Stored items:

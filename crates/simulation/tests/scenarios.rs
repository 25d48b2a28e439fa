//! End-to-end scenarios and whole-run properties.

use flowsim_simulation::{ProgressObserver, SimEngine, SimulationError};
use flowsim_types::{Distribution, ProcessModel, QueueDiscipline, SimConfig, SimNode};
use tracing_test::traced_test;

fn fixed(value: f64) -> Distribution {
    Distribution::Fixed { value }
}

/// Source → Queue → Process → Sink.
fn line(
    inter_arrival: Distribution,
    service: Distribution,
    capacity: usize,
    resources: u32,
    config: SimConfig,
) -> ProcessModel {
    ProcessModel::new("line", "Single line")
        .with_node(SimNode::source("src", inter_arrival))
        .with_node(SimNode::queue("q", capacity, QueueDiscipline::Fifo))
        .with_node(SimNode::process("p", service, resources))
        .with_node(SimNode::sink("sink"))
        .with_edge("src", "q")
        .with_edge("q", "p")
        .with_edge("p", "sink")
        .with_config(config)
}

#[test]
fn test_fixed_arrivals_all_complete() {
    let model = line(fixed(5.0), fixed(3.0), 0, 1, SimConfig::new(42, 100.0));
    let result = SimEngine::new(&model).run().unwrap();

    assert_eq!(result.summary.total_entities, 20);
    assert_eq!(result.node_metrics["p"].processed, 20);
    assert_eq!(result.summary.simulated_time, 100.0);
    assert!((result.summary.throughput - 0.2).abs() < 1e-12);
    assert!(result.bottlenecks.is_empty());
}

#[test]
fn test_queue_capacity_limits_throughput() {
    let model = line(fixed(1.0), fixed(5.0), 2, 1, SimConfig::new(42, 50.0));
    let (result, stats) = SimEngine::new(&model).run_with_stats().unwrap();

    assert!(result.node_metrics["p"].processed < result.summary.total_entities);
    assert!(stats.entities_dropped > 0);
    assert!(result.node_metrics["q"].avg_queue_length <= 2.0);
    // The process is saturated and its queue is full most of the time.
    assert_eq!(result.bottlenecks.len(), 1);
    assert_eq!(result.bottlenecks[0].node_id.as_str(), "p");
}

#[test]
fn test_entity_conservation() {
    for seed in [1, 2, 3, 4, 5] {
        let model = line(
            Distribution::Exponential { mean: 2.0 },
            Distribution::Exponential { mean: 3.0 },
            4,
            1,
            SimConfig::new(seed, 200.0),
        );
        let (result, stats) = SimEngine::new(&model).run_with_stats().unwrap();

        assert_eq!(
            stats.entities_created,
            stats.entities_departed + stats.entities_dropped + stats.entities_in_flight,
            "seed {seed}"
        );
        // Without warmup the summary counts everything.
        assert_eq!(result.summary.total_entities, stats.entities_created);
        assert!(result.summary.total_entities >= result.node_metrics["sink"].processed);
    }
}

#[test]
fn test_utilization_bounds() {
    for seed in 0..5 {
        let model = line(
            Distribution::Exponential { mean: 1.0 },
            Distribution::Exponential { mean: 4.0 },
            0,
            2,
            SimConfig::new(seed, 300.0).with_warmup_period(30.0),
        );
        let result = SimEngine::new(&model).run().unwrap();
        for (id, metrics) in &result.node_metrics {
            assert!(
                (0.0..=1.0).contains(&metrics.utilization),
                "{id}: {}",
                metrics.utilization
            );
        }
    }
}

#[test]
fn test_more_resources_never_raise_utilization() {
    let mut previous = f64::INFINITY;
    for resources in 1..=4 {
        let model = line(
            Distribution::Exponential { mean: 2.0 },
            Distribution::Exponential { mean: 3.0 },
            0,
            resources,
            SimConfig::new(11, 400.0),
        );
        let utilization = SimEngine::new(&model).run().unwrap().node_metrics["p"].utilization;
        assert!(utilization <= previous + 1e-12, "{resources} resources");
        previous = utilization;
    }
}

#[test]
fn test_first_edge_routing() {
    // Two outgoing edges from the process: only the first one is used.
    let model = ProcessModel::new("fork", "Fork")
        .with_node(SimNode::source("src", fixed(2.0)))
        .with_node(SimNode::queue("q", 0, QueueDiscipline::Fifo))
        .with_node(SimNode::process("p", fixed(1.0), 1))
        .with_node(SimNode::sink("a"))
        .with_node(SimNode::sink("b"))
        .with_edge("src", "q")
        .with_edge("q", "p")
        .with_edge("p", "a")
        .with_edge("p", "b")
        .with_config(SimConfig::new(42, 20.0));

    let result = SimEngine::new(&model).run().unwrap();
    assert_eq!(result.node_metrics["a"].processed, 10);
    assert_eq!(result.node_metrics["b"].processed, 0);
}

#[test]
fn test_queue_feeds_first_free_process() {
    // One queue in front of two single-resource processes.
    let model = ProcessModel::new("pool", "Parallel stations")
        .with_node(SimNode::source("src", fixed(1.0)))
        .with_node(SimNode::queue("q", 0, QueueDiscipline::Fifo))
        .with_node(SimNode::process("p1", fixed(1.5), 1))
        .with_node(SimNode::process("p2", fixed(1.5), 1))
        .with_node(SimNode::sink("sink"))
        .with_edge("src", "q")
        .with_edge("q", "p1")
        .with_edge("q", "p2")
        .with_edge("p1", "sink")
        .with_edge("p2", "sink")
        .with_config(SimConfig::new(42, 20.5));

    let (result, stats) = SimEngine::new(&model).run_with_stats().unwrap();
    assert_eq!(stats.entities_dropped, 0);
    // Arrivals alternate between the two stations, nothing waits.
    assert!(result.node_metrics["p1"].processed > 0);
    assert!(result.node_metrics["p2"].processed > 0);
    assert_eq!(result.node_metrics["q"].avg_wait_time, 0.0);
}

#[test]
fn test_queue_without_process_passes_through() {
    let model = ProcessModel::new("relay", "Relay")
        .with_node(SimNode::source("src", fixed(2.0)))
        .with_node(SimNode::queue("q", 0, QueueDiscipline::Fifo))
        .with_node(SimNode::sink("sink"))
        .with_edge("src", "q")
        .with_edge("q", "sink")
        .with_config(SimConfig::new(42, 10.0));

    let result = SimEngine::new(&model).run().unwrap();
    assert_eq!(result.summary.total_entities, 5);
    assert_eq!(result.node_metrics["sink"].processed, 5);
    assert_eq!(result.summary.avg_lead_time, 0.0);
    assert_eq!(result.node_metrics["q"].avg_queue_length, 0.0);
}

#[test]
fn test_warmup_excludes_early_entities() {
    let model = line(
        fixed(5.0),
        fixed(3.0),
        0,
        1,
        SimConfig::new(42, 100.0).with_warmup_period(50.0),
    );
    let result = SimEngine::new(&model).run().unwrap();

    // Arrivals at 50, 55, ..., 95.
    assert_eq!(result.summary.total_entities, 10);
    assert!((result.summary.avg_lead_time - 3.0).abs() < 1e-12);
    // Busy 3 of every 5 time units: WIP averages 0.6 over the window.
    assert!((result.summary.avg_wip - 0.6).abs() < 1e-9);
    assert_eq!(result.time_series.timestamps[0], 50.0);
}

#[test]
fn test_runaway_model_is_an_error() {
    let model = line(fixed(0.0), fixed(1.0), 0, 1, SimConfig::new(42, 10.0));
    let err = SimEngine::new(&model).run().unwrap_err();
    match err {
        SimulationError::EventLimitExceeded { limit, time } => {
            assert_eq!(limit, 1_000_000);
            assert_eq!(time, 0.0);
        }
        other => panic!("unexpected error: {other}"),
    }
}

struct Recorder(Vec<u8>);

impl ProgressObserver for Recorder {
    fn on_progress(&mut self, percent: u8) {
        self.0.push(percent);
    }
}

#[test]
fn test_progress_reports() {
    let model = line(fixed(1.0), fixed(0.5), 0, 1, SimConfig::new(42, 100.0));
    let mut recorder = Recorder(Vec::new());
    SimEngine::new(&model)
        .with_observer(&mut recorder)
        .run()
        .unwrap();

    assert_eq!(recorder.0.last(), Some(&100));
    assert!(recorder.0.windows(2).all(|w| w[0] < w[1]));
    assert!(recorder.0.len() >= 10);
}

#[traced_test]
#[test]
fn test_drops_are_logged() {
    let model = ProcessModel::new("direct", "No buffer")
        .with_node(SimNode::source("src", fixed(1.0)))
        .with_node(SimNode::process("p", fixed(3.0), 1))
        .with_node(SimNode::sink("sink"))
        .with_edge("src", "p")
        .with_edge("p", "sink")
        .with_config(SimConfig::new(42, 10.0));

    let (_, stats) = SimEngine::new(&model).run_with_stats().unwrap();
    assert!(stats.entities_dropped > 0);
    assert!(logs_contain("Entity dropped"));
}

Required work: Throughout the records above, find the lines in which the word "scenarios" appears and return them.

Answer section:
filename crates/simulation/tests/scenarios.rs
//! End-to-end scenarios and whole-run properties.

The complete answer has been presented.